A fila indiana prosseguia entre gritos estranhos de aves invisíveis (on seria o adversário a trocar sinais) e o colossal concerto das rãs subitamente interrompido pela nossa passagem.
A proximidade do acampamento era anunciada, em surdina, pelo guia. apesar de todos a sentirmos. O mato tornava-se mais denso fazendo desaparecer a picada e obrigando-nos, por vezes, a rastejar. De repente a corrida, o assalto, as granadas rebentando. Todos a dispararem e a procurarem entrar mais fundo naquele labirinto que chegava a atingir centenas de metros. Logo apareciam as primeiras barracas bem escondidas, as primeiras armas abandonadas. Todos tinham conseguido fugir, o que, apesar de normal, sempre causava alguma desilusão entre os nossos soldados.

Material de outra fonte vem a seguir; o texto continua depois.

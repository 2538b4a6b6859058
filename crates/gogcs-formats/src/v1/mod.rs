//! Generation-1 content system documents
//!
//! # Structure
//!
//! - **Repository** (`repository.json`): depots, redistributables, support
//!   commands and sub-products of one build
//! - **Depot manifest** (`<id>.json` next to the repository): a flat list
//!   of items classified into files, directories and symbolic links
//!
//! # Example
//!
//! ```rust
//! use gogcs_formats::v1::RepositoryV1;
//!
//! # fn main() -> Result<(), Box<dyn std::error::Error>> {
//! let data = br#"{
//!     "version": 1,
//!     "product": {
//!         "timestamp": 1441894528,
//!         "depots": [{
//!             "languages": ["English"],
//!             "size": "1024",
//!             "gameIDs": ["1207658924"],
//!             "systems": ["Windows"],
//!             "manifest": "5f2a.json"
//!         }],
//!         "support_commands": [],
//!         "installDirectory": "Game",
//!         "rootGameID": "1207658924",
//!         "gameIDs": [],
//!         "projectName": "Game"
//!     }
//! }"#;
//!
//! let url = "https://cdn.gog.com/content-system/v1/manifests/1207658924/windows/1.0/repository.json";
//! let repository = RepositoryV1::parse(data, url)?;
//! assert_eq!(
//!     repository.depots[0].manifest_url(),
//!     "https://cdn.gog.com/content-system/v1/manifests/1207658924/windows/1.0/5f2a.json"
//! );
//! # Ok(())
//! # }
//! ```

mod manifest;
mod repository;

pub use manifest::{DepotDirectoryV1, DepotFileV1, DepotLinkV1, DepotManifestV1};
pub use repository::{DepotV1, ProductV1, Redistributable, RepositoryV1, SupportCommand};

/// Schema version declared by generation-1 documents
pub const SCHEMA_VERSION: u64 = 1;
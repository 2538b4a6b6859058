//! Generation-2 content system documents
//!
//! Repositories and depot manifests are served zlib-compressed from the
//! meta endpoint of the CDN, addressed by an opaque hexadecimal id:
//!
//! ```text
//! {cdn}/content-system/v2/meta/{id[0..2]}/{id[2..4]}/{id}
//! ```
//!
//! Chunk payloads are addressed by the md5 of their compressed bytes and
//! resolved through a [`SecureLink`](crate::SecureLink).

mod manifest;
mod repository;

pub use manifest::{
    DepotChunkV2, DepotDirectoryV2, DepotFileV2, DepotLinkV2, DepotManifestV2, SmallFileRef,
};
pub use repository::{CloudSave, Credentials, DepotV2, ProductScript, RepositoryV2};

use crate::error::{ManifestError, Result};

/// Schema version declared by generation-2 documents
pub const SCHEMA_VERSION: u64 = 2;

/// URL of a generation-2 meta document (repository or depot manifest)
///
/// # Errors
/// Returns [`ManifestError::InvalidManifestReference`] if `id` is shorter
/// than four characters or not hexadecimal.
pub fn meta_url(cdn_url: &str, id: &str) -> Result<String> {
    if id.len() < 4 || !id.bytes().all(|b| b.is_ascii_hexdigit()) {
        return Err(ManifestError::InvalidManifestReference(id.to_string()));
    }

    Ok(format!(
        "{}/content-system/v2/meta/{}/{}/{}",
        cdn_url.trim_end_matches('/'),
        &id[..2],
        &id[2..4],
        id
    ))
}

Na Guiné não se podia deixar uma zona abandonada por muito tempo. 0 adversário considerava-a logo «zona libertada» do nosso domínio. Por isso, realizávamos operacões de longa duração, as temidas nomadizacões. em zonas que os guerrilheiros efectivamente controlavam.
Lembro-me de uma que comandei no Fifioli, região onde o rio Corubal desenha aquela enorme curva antes de se juntar ao Geba. Durante onze dias, sempre com temperaturas de 44 e 45 graus à sombra, palmilhamos dezenas de quilómetros, sob densas manchas florestais ou através daquelas descampadas bolanhas, umas vezes secas e duras, outras inundadas e lamacentas. A marcha prosseguia sempre em fila indiana, já com agua a escassear nos cantis. Era horrível a sede. Por fim, numa tabanca abandonada lá se descobriu alguma água, em condições duvidosas.
Ao longe, na linha do horizonte, avistavam-se vultos que pareciam seguir os nossos passes. E, nas zonas arborizadas, era evidente que alguém espreitava. Era uma sensação desagradável. Nem mesmo quando éramos emboscados, víamos quem nos atacava.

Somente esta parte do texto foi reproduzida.